The Pittsfield Public School’s Curriculum Subcommittee has been meeting with district and community partners to address the city’s troubling teen pregnancy rate by expanding and strengthening programs both in and out of school.
According to the most complete data released by the state Department of Public Health, in 2009 the state teen birth rate was around 19 births per 1,000 young women aged 15 to 19. In Berkshire County, that rate was just over 27, with Pittsfield’s rate doubled at about 55. Revised data from 2010 does not include a county rate, but shows the state rate dropped to 17.1, and Pittsfield’s teen birth rate dropped to 34 – on par with the national average. The rate, however, is still double the statewide average, and Pittsfield is 11th highest in the state.
Ann Marie Carpenter is the unit leader of School Psychiatrists at Pittsfield Public Schools, and is serving as an advisor to the curriculum subcommittee. Carpenter said that currently, the school district provides two separate comprehensive sex education curriculums to students, one for eighth-graders, and the other for ninth-and tenth-graders.
"But over time what we have found is because of other competing demands, that not as many as our eighth grade students are receiving health class, and that there is where we have been delivering that," said Carpenter.
Carpenter said that the eighth-grade sex education program is in need of more financial support to help purchase workbooks and other materials to support the curriculum. In meetings with the subcommittee and other stakeholders, she’s advocated for expanding age-appropriate programs to other grades.
The Berkshire United Way is also involved in the discussions. President and CEO Kris Hazzard said the United Way can help the subcommittee by gathering information on evidence-tested sex ed curriculums.
Hazzard said the United Way is also providing funding to several community organizations throughout the county that work with teens, including the Railroad Street Youth Project in Great Barrington, the Gladys Allen Brigham Community Center in Pittsfield, and others, to train staff to introduce teen pregnancy awareness components into their programs.
"Part of their contract is go through this three-day training in September to become certified sex educators," said Hazzard.

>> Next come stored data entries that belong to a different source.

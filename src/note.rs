//! Core data structures for captured notes and the folders that group them.
//!
//! A note is never edited after creation; it is appended to the notes
//! collection and later deleted. Folders are plain names.
use std::fmt;

use chrono::{DateTime, Utc};
use serde::{Deserialize, Serialize};

use crate::FolderNameError;

/// Implicit folder of every note saved without an explicit folder.
pub const DEFAULT_FOLDER: &str = "uncategorized";

/// View selector meaning "no folder filter". Not a real folder.
pub const ALL_NOTES_FOLDER: &str = "all";

/// Title given to notes created from the clipboard.
pub const CLIPBOARD_NOTE_TITLE: &str = "Copied Text";

/// Title shown for notes saved without one.
pub const UNTITLED_PLACEHOLDER: &str = "No Title";

fn default_folder() -> String {
    DEFAULT_FOLDER.to_string()
}

/// Represents a single captured item
#[derive(Debug, Clone, PartialEq, Eq, Serialize, Deserialize)]
#[serde(rename_all = "camelCase")]
pub struct Note {
    /// Note title, possibly empty
    #[serde(default)]
    pub title: String,
    /// Plain text, or the URL of a link note
    #[serde(default)]
    pub content: String,
    /// Folder name, or [`DEFAULT_FOLDER`]
    #[serde(default = "default_folder")]
    pub folder: String,
    /// Whether `content` is a URL
    #[serde(default)]
    pub is_link: bool,
    /// Creation time; always set on clipboard captures
    #[serde(default, skip_serializing_if = "Option::is_none")]
    pub timestamp: Option<DateTime<Utc>>,
}

impl Note {
    /// Creates a text note in `folder`. The all-notes selector resolves to the default folder.
    pub fn text(title: impl Into<String>, content: impl Into<String>, folder: &str) -> Self {
        Note {
            title: title.into(),
            content: content.into(),
            folder: folder_for_save(folder),
            is_link: false,
            timestamp: None,
        }
    }

    /// Creates a link note for a page. An empty page title falls back to the URL.
    pub fn link(page_title: &str, url: impl Into<String>, folder: &str) -> Self {
        let url = url.into();
        let page_title = if page_title.trim().is_empty() {
            url.as_str()
        } else {
            page_title
        };

        Note {
            title: format!("Link: {}", page_title),
            content: url,
            folder: folder_for_save(folder),
            is_link: true,
            timestamp: None,
        }
    }

    /// Creates the note recorded for a clipboard capture.
    pub fn clipboard_capture(text: impl Into<String>) -> Self {
        Note {
            title: CLIPBOARD_NOTE_TITLE.to_string(),
            content: text.into(),
            folder: default_folder(),
            is_link: false,
            timestamp: Some(Utc::now()),
        }
    }

    /// Title for display, with a placeholder for untitled notes
    pub fn display_title(&self) -> &str {
        if self.title.is_empty() {
            UNTITLED_PLACEHOLDER
        } else {
            &self.title
        }
    }

    /// Whether the note belongs to the implicit default folder
    pub fn is_uncategorized(&self) -> bool {
        self.folder.is_empty() || self.folder == DEFAULT_FOLDER
    }

    /// A manual note is worth saving only if it has a title or non-blank content.
    pub fn has_substance(&self) -> bool {
        !self.title.trim().is_empty() || !self.content.trim().is_empty()
    }
}

/// Resolves the folder a new note is saved into.
pub fn folder_for_save(selected: &str) -> String {
    let selected = selected.trim();
    if selected.is_empty() || selected == ALL_NOTES_FOLDER {
        default_folder()
    } else {
        selected.to_string()
    }
}

/// Whether `name` is one of the two reserved folder identifiers
pub fn is_reserved_folder_name(name: &str) -> bool {
    name == ALL_NOTES_FOLDER || name == DEFAULT_FOLDER
}

/// Validates a new folder name against the existing folders, returning the trimmed name.
pub fn validate_folder_name(
    name: &str,
    existing: &[String],
) -> std::result::Result<String, FolderNameError> {
    let name = name.trim();
    if name.is_empty() {
        return Err(FolderNameError::Empty);
    }
    if is_reserved_folder_name(name) {
        return Err(FolderNameError::Reserved(name.to_string()));
    }
    if existing.iter().any(|folder| folder == name) {
        return Err(FolderNameError::Duplicate(name.to_string()));
    }
    Ok(name.to_string())
}

/// Selects which notes a view shows.
#[derive(Debug, Clone, PartialEq, Eq, Default)]
pub enum FolderFilter {
    /// Every note, whatever its folder
    #[default]
    All,
    /// Notes in the implicit default folder
    Uncategorized,
    /// Notes tagged with exactly this folder name
    Named(String),
}

impl FolderFilter {
    pub fn parse(selector: &str) -> Self {
        match selector.trim() {
            "" | ALL_NOTES_FOLDER => FolderFilter::All,
            DEFAULT_FOLDER => FolderFilter::Uncategorized,
            name => FolderFilter::Named(name.to_string()),
        }
    }

    pub fn matches(&self, note: &Note) -> bool {
        match self {
            FolderFilter::All => true,
            FolderFilter::Uncategorized => note.is_uncategorized(),
            FolderFilter::Named(name) => note.folder == *name,
        }
    }

    /// Applies the filter, pairing each kept note with its index in `notes`.
    pub fn apply(&self, notes: &[Note]) -> Vec<(usize, Note)> {
        notes
            .iter()
            .enumerate()
            .filter(|(_, note)| self.matches(note))
            .map(|(index, note)| (index, note.clone()))
            .collect()
    }
}

impl fmt::Display for FolderFilter {
    fn fmt(&self, f: &mut fmt::Formatter<'_>) -> fmt::Result {
        match self {
            FolderFilter::All => f.write_str(ALL_NOTES_FOLDER),
            FolderFilter::Uncategorized => f.write_str(DEFAULT_FOLDER),
            FolderFilter::Named(name) => f.write_str(name),
        }
    }
}

#[cfg(test)]
mod tests {
    use super::*;

    #[test]
    fn missing_fields_take_defaults() {
        let note: Note = serde_json::from_str(r#"{"content":"hello"}"#).unwrap();
        assert_eq!(note.title, "");
        assert_eq!(note.folder, DEFAULT_FOLDER);
        assert!(!note.is_link);
        assert!(note.timestamp.is_none());
        assert_eq!(note.display_title(), UNTITLED_PLACEHOLDER);
    }

    #[test]
    fn serializes_with_camel_case_keys() {
        let note = Note::link("Rust", "https://www.rust-lang.org", "reading");
        let value = serde_json::to_value(&note).unwrap();
        assert_eq!(value["isLink"], true);
        assert_eq!(value["title"], "Link: Rust");
        assert_eq!(value["folder"], "reading");
        assert!(value.get("timestamp").is_none());
    }

    #[test]
    fn parses_browser_iso_timestamps() {
        let note: Note = serde_json::from_str(
            r#"{"title":"Copied Text","content":"x","folder":"uncategorized","isLink":false,"timestamp":"2024-05-01T10:20:30.123Z"}"#,
        )
        .unwrap();
        assert!(note.timestamp.is_some());
    }

    #[test]
    fn link_without_page_title_uses_url() {
        let note = Note::link("  ", "https://example.com", ALL_NOTES_FOLDER);
        assert_eq!(note.title, "Link: https://example.com");
        assert_eq!(note.folder, DEFAULT_FOLDER);
    }

    #[test]
    fn clipboard_capture_shape() {
        let note = Note::clipboard_capture("T");
        assert_eq!(note.title, CLIPBOARD_NOTE_TITLE);
        assert_eq!(note.content, "T");
        assert_eq!(note.folder, DEFAULT_FOLDER);
        assert!(!note.is_link);
        assert!(note.timestamp.is_some());
    }

    #[test]
    fn folder_name_validation() {
        let existing = vec!["work".to_string()];
        assert_eq!(validate_folder_name("  ", &existing), Err(FolderNameError::Empty));
        assert_eq!(
            validate_folder_name("all", &existing),
            Err(FolderNameError::Reserved("all".to_string()))
        );
        assert_eq!(
            validate_folder_name("uncategorized", &existing),
            Err(FolderNameError::Reserved("uncategorized".to_string()))
        );
        assert_eq!(
            validate_folder_name(" work ", &existing),
            Err(FolderNameError::Duplicate("work".to_string()))
        );
        assert_eq!(validate_folder_name(" home ", &existing), Ok("home".to_string()));
    }

    #[test]
    fn filters_keep_original_indices() {
        let mut orphan = Note::text("a", "1", "gone");
        orphan.folder = "deleted-folder".to_string();
        let mut legacy = Note::text("b", "2", "");
        legacy.folder = String::new();
        let notes = vec![orphan, legacy, Note::text("c", "3", "work")];

        let uncategorized = FolderFilter::parse("uncategorized").apply(&notes);
        assert_eq!(uncategorized.len(), 1);
        assert_eq!(uncategorized[0].0, 1);

        let work = FolderFilter::parse("work").apply(&notes);
        assert_eq!(work.iter().map(|(i, _)| *i).collect::<Vec<_>>(), vec![2]);

        assert_eq!(FolderFilter::parse("all").apply(&notes).len(), 3);
    }
}
use std::path::PathBuf;

use clap::Parser;

use crate::Commands;

/// Main CLI application arguments and command structure
#[derive(Parser, Debug)]
#[clap(
    name = "storimp",
    version,
    about = "Save notes, links and clipboard captures into folders"
)]
pub struct Cli {
    /// Path to the configuration file
    #[clap(short = 'c', long, value_parser)]
    pub config: Option<PathBuf>,

    /// Path to the store file (overrides configuration)
    #[clap(long, value_parser)]
    pub store: Option<PathBuf>,

    /// Verbose output mode
    #[clap(short, long)]
    pub verbose: bool,

    #[clap(subcommand)]
    pub command: Commands,
}
#![cfg_attr(not(debug_assertions), windows_subsystem = "windows")]

//! eframe/egui 기반 데스크톱 GUI 진입점.

use clap::Parser;
use eframe::{egui, App, Frame};
use image::GenericImageView;
use machine_price_estimator::{
    config,
    estimator::{self, Estimate},
    format::{format_amount, format_plain, format_price},
    i18n::{self, keys},
    logging,
    report::EstimateReport,
    Attribute, InputRecord, MachineType, Scenario,
};
use rfd::FileDialog;
use std::{
    fs,
    path::{Path, PathBuf},
};

#[derive(Parser, Debug)]
#[command(
    name = "price_estimator",
    version,
    about = "Workshop machine price estimator (desktop)"
)]
struct GuiArgs {
    /// Configuration file path
    #[arg(short, long, default_value = config::DEFAULT_CONFIG_PATH)]
    config: PathBuf,

    /// UI language: auto, en-us, ko-kr
    #[arg(short = 'L', long)]
    lang: Option<String>,
}

fn main() -> Result<(), eframe::Error> {
    logging::init_tracing("warn");
    let args = GuiArgs::parse();

    let mut app_cfg = match config::load_or_default_at(&args.config) {
        Ok(cfg) => cfg,
        Err(e) => {
            tracing::warn!(error = %e, "config load failed; using defaults");
            config::Config::default()
        }
    };
    if let Some(lang_cli) = args.lang {
        app_cfg.language = i18n::resolve_language(&lang_cli, Some(app_cfg.language.as_str()));
    }

    let mut viewport = egui::ViewportBuilder::default()
        .with_inner_size([660.0, 780.0])
        .with_transparent(true);
    if let Some(icon) = load_app_icon() {
        viewport = viewport.with_icon(icon);
    }
    let options = eframe::NativeOptions {
        viewport,
        ..Default::default()
    };
    let config_path = args.config;
    eframe::run_native(
        "Workshop Machine Price Estimator",
        options,
        Box::new(move |cc| {
            if let Some(path) = app_cfg.font_path.as_deref() {
                if let Err(e) = load_custom_font(&cc.egui_ctx, path) {
                    tracing::warn!(error = %e, "custom font not applied");
                }
            }
            Box::new(GuiApp::new(app_cfg, config_path))
        }),
    )
}
//! 가격 산정 회귀 테스트. 기준 사례와 구간 자르기, 조건부 항, 이름 조회를 확인한다.
use std::collections::HashMap;

use machine_price_estimator::{
    calculate_price, calculate_price_by_name, estimate, Attribute, EstimateError, InputRecord,
    MachineType, Scenario, PRICE_CEILING, PRICE_FLOOR,
};

fn assert_close(label: &str, actual: f64, expected: f64, tol: f64) {
    let diff = (actual - expected).abs();
    assert!(
        diff <= tol,
        "{label} expected {expected:.6} got {actual:.6} (diff {diff:.6}, tol {tol})"
    );
}

fn lathe_reference() -> InputRecord {
    InputRecord::new()
        .with(Attribute::InitialCost, 2_000_000.0)
        .with(Attribute::AreaOccupied, 100.0)
        .with(Attribute::PowerRating, 18_000.0)
        .with(Attribute::TimeSpent, 300.0)
        .with(Attribute::Workpieces, 10.0)
        .with(Attribute::Operators, 5.0)
        .with(Attribute::VentilationCost, 8_000.0)
        .with(Attribute::CleaningCost, 5_000.0)
        .with(Attribute::WasteManagementCost, 5_000.0)
        .with(Attribute::ToiletUsageCost, 5_000.0)
}

#[test]
fn reference_lathe_all_variables() {
    let est = estimate(Scenario::AllVariables, MachineType::Lathe, &lathe_reference())
        .expect("estimate");
    assert_close("raw", est.raw_sum, 47_029.0, 1e-6);
    assert_close("price", est.price, 47_029.0, 1e-6);
    assert!(!est.clamped());

    let contributions: Vec<f64> = est.terms.iter().map(|t| t.contribution).collect();
    let expected = [20.0, 5.0, 54.0, 45_000.0, 50.0, 250.0, 800.0, 400.0, 350.0, 100.0];
    assert_eq!(contributions.len(), expected.len());
    for (got, want) in contributions.iter().zip(expected) {
        assert_close("term", *got, want, 1e-9);
    }
}

#[test]
fn drilling_minimums_without_counts_hit_the_floor() {
    let input = InputRecord::form_defaults(
        Scenario::ExcludingWorkpiecesAndOperators,
        MachineType::Drilling,
    );
    let price = calculate_price(
        Scenario::ExcludingWorkpiecesAndOperators,
        MachineType::Drilling,
        &input,
    )
    .expect("price");
    assert_eq!(price, PRICE_FLOOR);
}

#[test]
fn large_inputs_hit_the_ceiling() {
    let input = lathe_reference().with(Attribute::TimeSpent, 10_000.0);
    let est = estimate(Scenario::AllVariables, MachineType::Lathe, &input).expect("estimate");
    assert!(est.raw_sum > PRICE_CEILING);
    assert_eq!(est.price, PRICE_CEILING);
    assert!(est.clamped());
}

#[test]
fn excluded_attributes_have_no_effect() {
    let cases = [
        (Scenario::ExcludingWorkpieces, vec![Attribute::Workpieces]),
        (Scenario::ExcludingOperators, vec![Attribute::Operators]),
        (
            Scenario::ExcludingWorkpiecesAndOperators,
            vec![Attribute::Workpieces, Attribute::Operators],
        ),
    ];
    for (scenario, excluded) in cases {
        let base = estimate(scenario, MachineType::Lathe, &lathe_reference()).expect("base");
        for attribute in excluded {
            for value in [0.0, 3.0, 1_000.0] {
                let input = lathe_reference().with(attribute, value);
                let est = estimate(scenario, MachineType::Lathe, &input).expect("varied");
                assert_eq!(est.raw_sum, base.raw_sum, "{scenario} / {attribute} = {value}");
            }
        }
    }
}

#[test]
fn excluded_attributes_may_be_absent() {
    let mut input = lathe_reference();
    input.remove(Attribute::Workpieces);
    let price = calculate_price(Scenario::ExcludingWorkpieces, MachineType::Lathe, &input);
    assert!(price.is_ok());

    let err = calculate_price(Scenario::AllVariables, MachineType::Lathe, &input).unwrap_err();
    assert_eq!(err, EstimateError::MissingAttribute(Attribute::Workpieces));
}

#[test]
fn missing_required_attribute_is_reported() {
    let mut input = lathe_reference();
    input.remove(Attribute::TimeSpent);
    for scenario in Scenario::ALL {
        let err = calculate_price(scenario, MachineType::Milling, &input).unwrap_err();
        assert_eq!(err, EstimateError::MissingAttribute(Attribute::TimeSpent));
    }
}

#[test]
fn machine_type_does_not_change_the_formula() {
    let input = lathe_reference();
    let prices: Vec<f64> = MachineType::ALL
        .into_iter()
        .map(|m| calculate_price(Scenario::ExcludingOperators, m, &input).expect("price"))
        .collect();
    assert!(prices.windows(2).all(|w| w[0] == w[1]));
}

fn named_reference() -> HashMap<String, f64> {
    lathe_reference()
        .iter()
        .map(|(a, v)| (a.name().to_string(), v))
        .collect()
}

#[test]
fn lookup_by_name() {
    let price = calculate_price_by_name("All Variables", "Lathe Machine", &named_reference())
        .expect("price");
    assert_close("price", price, 47_029.0, 1e-6);
}

#[test]
fn lookup_errors_for_unknown_names() {
    let named = named_reference();
    assert_eq!(
        calculate_price_by_name("Some Variables", "Lathe Machine", &named),
        Err(EstimateError::UnknownScenario("Some Variables".into()))
    );
    assert_eq!(
        calculate_price_by_name("All Variables", "Band Saw", &named),
        Err(EstimateError::UnknownMachineType("Band Saw".into()))
    );

    let mut extra = named;
    extra.insert("Coolant Cost".into(), 1.0);
    assert_eq!(
        calculate_price_by_name("All Variables", "Lathe Machine", &extra),
        Err(EstimateError::UnknownAttribute("Coolant Cost".into()))
    );
}
fn ko(key: &str) -> Option<&'static str> {
    use keys::*;
    Some(match key {
        ERROR_PREFIX => "오류",
        APP_EXIT => "프로그램을 종료합니다.",
        DISCLAIMER => "지정된 가중치로 공작기계 가격을 추정합니다. 가중치는 예시를 위해 임의로 정한 값입니다.",
        MAIN_MENU_TITLE => "\n=== 공작기계 가격 추정기 ===",
        MAIN_MENU_ESTIMATE => "1) 가격 산정",
        MAIN_MENU_RANGES => "2) 기종별 입력 범위",
        MAIN_MENU_COEFFICIENTS => "3) 시나리오 가중치",
        MAIN_MENU_SETTINGS => "4) 설정",
        MAIN_MENU_EXIT => "0) 종료",
        PROMPT_MENU_SELECT => "메뉴 선택: ",
        PROMPT_SELECT => "선택: ",
        INVALID_SELECTION_RETRY => "잘못된 입력입니다. 다시 선택하세요.",
        ERROR_INVALID_NUMBER => "숫자를 입력하세요.",
        ERROR_OUT_OF_RANGE => "{min} ~ {max} 사이 값을 입력하세요.",
        ESTIMATE_HEADING => "\n-- 가격 산정 --",
        ESTIMATE_SELECT_SCENARIO => "시나리오 선택",
        ESTIMATE_SELECT_MACHINE => "기종 선택",
        ESTIMATE_DEFAULT_HINT => "(엔터 = {default})",
        ESTIMATE_PROMPT_VALUE => "{label} [{min} - {max}]: ",
        ESTIMATE_SKIPPED => "{label}: 이 시나리오에서는 사용하지 않음",
        ESTIMATE_RESULT => "추정 가격: {price}",
        ESTIMATE_CLAMPED => "가중합 {raw} 이(가) 허용 가격 구간으로 조정되었습니다.",
        ESTIMATE_BREAKDOWN => "항목별 내역:",
        ESTIMATE_RAW_SUM => "가중합",
        ESTIMATE_REPORT_SAVED => "보고서 저장: {path}",
        RANGES_HEADING => "\n-- 기종별 입력 범위 --",
        COEFFICIENTS_HEADING => "\n-- 시나리오 가중치 --",
        SETTINGS_HEADING => "\n-- 설정 --",
        SETTINGS_CURRENT => "현재: 시나리오={scenario}, 기종={machine}, 언어={language}, 통화={currency}",
        SETTINGS_OPTIONS => "1) 기본 시나리오  2) 기본 기종  3) 언어  4) 통화 기호",
        SETTINGS_PROMPT_CHANGE => "변경할 번호(취소하려면 엔터): ",
        SETTINGS_PROMPT_LANGUAGE => "언어 (auto/en-us/ko-kr): ",
        SETTINGS_PROMPT_CURRENCY => "통화 기호: ",
        SETTINGS_INVALID => "잘못된 입력이므로 변경하지 않습니다.",
        SETTINGS_SAVED => "설정이 변경되었습니다.",
        GUI_APP_TITLE => "공작기계 가격 추정기",
        GUI_SCENARIO => "시나리오 선택",
        GUI_MACHINE => "기종 선택",
        GUI_INPUTS => "입력값",
        GUI_CALCULATE => "가격 계산",
        GUI_RESET => "최솟값으로 초기화",
        GUI_EXPORT => "보고서 내보내기…",
        GUI_EXPORTED => "보고서 저장: {path}",
        GUI_SETTINGS => "설정",
        GUI_ABOUT => "정보",
        GUI_LANGUAGE => "언어",
        GUI_LANGUAGE_AUTO => "시스템",
        GUI_CURRENCY => "통화 기호",
        GUI_ALPHA => "창 투명도",
        GUI_SAVE => "설정 저장",
        GUI_SAVED => "저장했습니다.",
        GUI_COL_ATTRIBUTE => "항목",
        GUI_COL_COEFFICIENT => "가중치",
        GUI_COL_VALUE => "값",
        GUI_COL_CONTRIBUTION => "기여분",
        GUI_ABOUT_BODY => "가격 = 선택한 시나리오 항목들의 (가중치 × 값) 합계를 [20,000, 300,000] 구간으로 자른 값입니다. 기종은 입력 범위만 정합니다.",
        _ => return None,
    })
}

Patricia Quinn, Executive Director of the Massachusetts Alliance on Teen Pregnancy, said that while the state has guidelines on health education that include comprehensive sex ed, it’s up to the districts to decide how to implement those programs. She said that her organization is advocating for a bill currently in legislative committee known as the Healthy Use Act.
"It's not a mandate that requires schools to do sex ed but it does say, if you're going to do it, it has to be this comprehensive approach," said Quinn.